Some people struggle with reading black text on a white background. Irlen Syndrome is a visual processing disorder where the brain struggles to handle certain wavelengths of light. Symptoms might include poor reading comprehension; problems tracking lines of written words, which may seem to wiggle or move around the page; problems with neat handwriting; frequent headaches; and/or issues with depth perception, like struggling to catch a ball. See http://irlen.com/index.php?s=what for more information.
While you’re clicking around, take a look at how a reading selection may appear to someone with Irlen Syndrome: http://irlen.com/distortioneffects.php
Treatment consists of using a tinted, color overlay (the color depends on the particular light wavelength that is problematic) when reading or by having specially tinted lenses put into glasses by an Irlen specialist.
How can social media help? Flickering computer screens could make distortions worse, but colored backgrounds for a web page or tinted screens that go in front of the monitor could help. Podcasts and other aural media to accompany or even to replace a reading may take some of the pressure off a student straining to keep words in focus.

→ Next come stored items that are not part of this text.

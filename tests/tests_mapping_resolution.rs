//! Tests for cross-document mapping resolution - fragments scope their
//! store-set references through the container mapping's resolved storage
//! side, conceptual-side references through the conceptual side, and
//! association-set-end roles default when the XML omits them.

use edml::symbols::Symbol;
use edml::{Artifact, BindingStatus, ElementId, ElementKind, ModelSpace};

const CSDL: &str = r#"<Schema Namespace="Model1">
  <EntityType Name="Customer">
    <Key><PropertyRef Name="Id" /></Key>
    <Property Name="Id" Type="Int32" Nullable="false" />
    <Property Name="Name" Type="String" />
    <NavigationProperty Name="Orders" Relationship="Model1.CustomerOrder" FromRole="Customer" ToRole="Order" />
  </EntityType>
  <EntityType Name="Order">
    <Key><PropertyRef Name="Id" /></Key>
    <Property Name="Id" Type="Int32" Nullable="false" />
    <Property Name="CustomerId" Type="Int32" />
  </EntityType>
  <Association Name="CustomerOrder">
    <End Type="Model1.Customer" Role="Customer" Multiplicity="1" />
    <End Type="Model1.Order" Role="Order" Multiplicity="*" />
  </Association>
  <EntityContainer Name="Model1Container">
    <EntitySet Name="Customers" EntityType="Model1.Customer" />
    <EntitySet Name="Orders" EntityType="Model1.Order" />
    <AssociationSet Name="CustomerOrders" Association="Model1.CustomerOrder">
      <End EntitySet="Customers" />
      <End Role="Order" EntitySet="Orders" />
    </AssociationSet>
  </EntityContainer>
</Schema>"#;

const SSDL: &str = r#"<Schema Namespace="Model1.Store">
  <EntityType Name="Customers">
    <Key><PropertyRef Name="Id" /></Key>
    <Property Name="Id" Type="int" Nullable="false" />
    <Property Name="Name" Type="nvarchar" />
  </EntityType>
  <EntityType Name="Orders">
    <Key><PropertyRef Name="Id" /></Key>
    <Property Name="Id" Type="int" Nullable="false" />
    <Property Name="CustomerId" Type="int" />
  </EntityType>
  <EntityContainer Name="Model1StoreContainer">
    <EntitySet Name="Customers" EntityType="Model1.Store.Customers" />
    <EntitySet Name="Orders" EntityType="Model1.Store.Orders" />
  </EntityContainer>
</Schema>"#;

const MSL: &str = r#"<Mapping>
  <EntityContainerMapping StorageEntityContainer="Model1StoreContainer" CdmEntityContainer="Model1Container">
    <EntitySetMapping Name="Customers">
      <EntityTypeMapping TypeName="Model1.Customer">
        <MappingFragment StoreEntitySet="Customers">
          <ScalarProperty Name="Id" ColumnName="Id" />
          <ScalarProperty Name="Name" ColumnName="Name" />
        </MappingFragment>
      </EntityTypeMapping>
    </EntitySetMapping>
    <EntitySetMapping Name="Orders">
      <EntityTypeMapping TypeName="Model1.Order">
        <MappingFragment StoreEntitySet="Orders">
          <ScalarProperty Name="Id" ColumnName="Id" />
          <ScalarProperty Name="CustomerId" ColumnName="CustomerId" />
        </MappingFragment>
      </EntityTypeMapping>
    </EntitySetMapping>
    <AssociationSetMapping Name="CustomerOrders" TypeName="Model1.CustomerOrder" StoreEntitySet="Orders">
      <EndProperty Name="Customer">
        <ScalarProperty Name="Id" ColumnName="CustomerId" />
      </EndProperty>
      <EndProperty Name="Order">
        <ScalarProperty Name="Id" ColumnName="Id" />
      </EndProperty>
    </AssociationSetMapping>
  </EntityContainerMapping>
</Mapping>"#;

fn find(artifact: &Artifact, space: ModelSpace, kind: ElementKind, name: &str) -> ElementId {
    artifact
        .tree()
        .elements_in_space(space)
        .into_iter()
        .find(|id| {
            artifact
                .tree()
                .get(*id)
                .is_some_and(|el| el.kind == kind && el.name() == Some(name))
        })
        .unwrap_or_else(|| panic!("no {kind:?} named '{name}' in {space:?}"))
}

fn assert_all_bound(artifact: &Artifact) {
    for (id, binding) in artifact.bindings().iter() {
        assert_eq!(
            binding.status(),
            BindingStatus::Known,
            "{id:?} ({:?}, raw {:?}) did not resolve",
            binding.context(),
            binding.raw_text(),
        );
    }
}

#[test]
fn full_document_set_resolves_every_reference() {
    let mut artifact = Artifact::default();
    let stats = artifact
        .load_documents(Some(CSDL), Some(SSDL), Some(MSL))
        .unwrap();

    assert_eq!(stats.unresolved, 0);
    assert_all_bound(&artifact);
}

/// The mapping document loaded and committed before either schema exists:
/// every mapping reference floats until the schemas arrive, then the whole
/// graph converges in the second commit.
#[test]
fn mapping_loaded_before_schemas_still_converges() {
    let mut artifact = Artifact::default();
    artifact.load_documents(None, None, Some(MSL)).unwrap();
    let unresolved = artifact
        .bindings()
        .iter()
        .filter(|(_, b)| b.status() == BindingStatus::Unknown)
        .count();
    assert!(unresolved > 0, "mapping references cannot resolve yet");

    let stats = artifact
        .load_documents(Some(CSDL), Some(SSDL), None)
        .unwrap();

    assert_eq!(stats.unresolved, 0);
    assert_all_bound(&artifact);
}

/// A fragment's `StoreEntitySet="Customers"` must bind to the storage set,
/// not the conceptual set of the same name.
#[test]
fn fragment_store_entity_set_binds_in_storage_space() {
    let mut artifact = Artifact::default();
    artifact
        .load_documents(Some(CSDL), Some(SSDL), Some(MSL))
        .unwrap();

    let store_set = find(&artifact, ModelSpace::Storage, ElementKind::EntitySet, "Customers");
    let fragments: Vec<ElementId> = artifact
        .tree()
        .elements_in_space(ModelSpace::Mapping)
        .into_iter()
        .filter(|id| {
            artifact
                .tree()
                .get(*id)
                .is_some_and(|el| el.kind == ElementKind::MappingFragment)
        })
        .collect();
    let customer_fragment = fragments
        .iter()
        .copied()
        .find(|id| {
            artifact
                .binding_for_attribute(*id, "StoreEntitySet")
                .and_then(|b| b.raw_text())
                == Some("Customers")
        })
        .expect("customer fragment");

    let binding = artifact
        .binding_for_attribute(customer_fragment, "StoreEntitySet")
        .expect("store set binding");
    assert_eq!(binding.status(), BindingStatus::Known);
    assert_eq!(binding.target(), Some(store_set));
}

/// Conceptual-side references bind conceptual elements even when storage
/// declares the same local names.
#[test]
fn set_mapping_name_binds_in_conceptual_space() {
    let mut artifact = Artifact::default();
    artifact
        .load_documents(Some(CSDL), Some(SSDL), Some(MSL))
        .unwrap();

    let conceptual_set = find(&artifact, ModelSpace::Conceptual, ElementKind::EntitySet, "Customers");
    let set_mapping = find(
        &artifact,
        ModelSpace::Mapping,
        ElementKind::EntitySetMapping,
        "Customers",
    );
    let binding = artifact
        .binding_for_attribute(set_mapping, "Name")
        .expect("set mapping name binding");
    assert_eq!(binding.target(), Some(conceptual_set));
}

/// An `End` with no `Role` attribute defaults to the association end whose
/// entity type matches the end's entity set, and binds exactly as an
/// explicit `Role="Customer"` would.
#[test]
fn omitted_set_end_role_defaults_to_matching_association_end() {
    let mut artifact = Artifact::default();
    artifact
        .load_documents(Some(CSDL), Some(SSDL), Some(MSL))
        .unwrap();

    let set = find(
        &artifact,
        ModelSpace::Conceptual,
        ElementKind::AssociationSet,
        "CustomerOrders",
    );
    let ends = artifact.tree().children_of_kind(set, ElementKind::AssociationSetEnd);
    assert_eq!(ends.len(), 2);

    let customer_end = find(
        &artifact,
        ModelSpace::Conceptual,
        ElementKind::AssociationEnd,
        "Customer",
    );
    let defaulted = artifact
        .binding_for_attribute(ends[0], "Role")
        .expect("role binding");
    assert_eq!(defaulted.raw_text(), None, "role was not written in XML");
    assert_eq!(defaulted.status(), BindingStatus::Known);
    assert_eq!(defaulted.target(), Some(customer_end));
    assert_eq!(
        defaulted.symbol(),
        Some(&Symbol::from_parts(["Model1", "CustomerOrder", "Customer"])),
        "defaulted role must normalize like an explicit Role=\"Customer\""
    );
}

/// ScalarProperty sits at the deepest dependency chain: its `Name` scopes
/// through the type mapping's conceptual type, its `ColumnName` through the
/// fragment's store set's storage type.
#[test]
fn scalar_properties_bind_both_sides_of_the_mapping() {
    let mut artifact = Artifact::default();
    artifact
        .load_documents(Some(CSDL), Some(SSDL), Some(MSL))
        .unwrap();

    let conceptual_id = find(&artifact, ModelSpace::Conceptual, ElementKind::Property, "Name");
    let storage_id = find(&artifact, ModelSpace::Storage, ElementKind::Property, "Name");

    let scalar = artifact
        .tree()
        .elements_in_space(ModelSpace::Mapping)
        .into_iter()
        .find(|id| {
            artifact.tree().get(*id).is_some_and(|el| {
                el.kind == ElementKind::ScalarProperty && el.attr("Name") == Some("Name")
            })
        })
        .expect("scalar property for Name");

    let name = artifact.binding_for_attribute(scalar, "Name").unwrap();
    let column = artifact.binding_for_attribute(scalar, "ColumnName").unwrap();
    assert_eq!(name.target(), Some(conceptual_id));
    assert_eq!(column.target(), Some(storage_id));
}

/// Renaming the storage container cascades through the dependent scoping
/// chain: the container reference and every fragment scoped through it
/// unbind, and rebind once the reference text catches up.
#[test]
fn storage_container_rename_cascades_through_fragments() {
    let mut artifact = Artifact::default();
    artifact
        .load_documents(Some(CSDL), Some(SSDL), Some(MSL))
        .unwrap();

    let storage_container = find(
        &artifact,
        ModelSpace::Storage,
        ElementKind::EntityContainer,
        "Model1StoreContainer",
    );
    let container_mapping = artifact
        .tree()
        .elements_in_space(ModelSpace::Mapping)
        .into_iter()
        .find(|id| {
            artifact
                .tree()
                .get(*id)
                .is_some_and(|el| el.kind == ElementKind::EntityContainerMapping)
        })
        .expect("container mapping");

    let mut tx = artifact.begin();
    tx.set_name(storage_container, "RenamedStore");
    tx.commit();

    let side = artifact
        .binding_for_attribute(container_mapping, "StorageEntityContainer")
        .unwrap();
    assert_eq!(side.status(), BindingStatus::Unknown);
    for (_, binding) in artifact.bindings().iter() {
        if binding.context().attribute() == "StoreEntitySet" {
            assert_eq!(binding.status(), BindingStatus::Unknown);
        }
    }

    let side_id = artifact
        .binding_id_for_attribute(container_mapping, "StorageEntityContainer")
        .unwrap();
    let mut tx = artifact.begin();
    tx.set_reference_text(side_id, Some("RenamedStore"));
    tx.commit();

    assert_all_bound(&artifact);
}
/// Compile the mapping document into set mappings, checking instance
/// coverage and association-set completeness.
pub fn compile_mapping(
    artifact: &Artifact,
    version: SchemaVersion,
) -> (Vec<RuntimeSetMapping>, Vec<RawError>) {
    let tree = artifact.tree();
    let mut errors =
        unresolved_reference_errors(artifact, ModelSpace::Mapping, codes::MSL_UNRESOLVED_REFERENCE);
    let mut set_mappings = Vec::new();

    for id in tree.elements_in_space(ModelSpace::Mapping) {
        let Some(element) = tree.get(id) else {
            continue;
        };
        match element.kind {
            ElementKind::EntitySetMapping => {
                set_mappings.push(compile_set_mapping(artifact, id));
            }
            ElementKind::AssociationSetMapping => {
                if let Some(error) = check_association_set_mapping(artifact, id) {
                    errors.push(error);
                }
            }
            ElementKind::FunctionImportMapping => {
                if !version.supports_function_import_mapping() {
                    errors.push(RawError::new(
                        codes::MSL_FUNCTION_IMPORT_UNSUPPORTED,
                        Severity::Error,
                        "Function import mapping is not supported by the targeted schema version"
                            .to_owned(),
                        ModelSpace::Mapping,
                        Some(element.span.start),
                    ));
                }
            }
            _ => {}
        }
    }

    errors.extend(instance_not_specified_errors(artifact));
    (set_mappings, errors)
}
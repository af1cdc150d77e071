mod declare;
mod symbol;
mod table;

pub use declare::{declared_symbol, declared_symbols, schema_namespace};
pub use symbol::{NormalizedName, Symbol};
pub use table::{SymbolChange, SymbolTable};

Some doctors and scientists doubt that Irlen Syndome even exists, and they argue that people who are diagnosed with the disorder may have underlying vision problems that need corrective lenses or other therapies: http://www.reuters.com/article/2011/09/21/us-colored-overlays-idUSTRE78K4J420110921
As for me, if a yellow-tinted piece of plastic can help a student feel more confident about reading, I’m all for the placebo effect!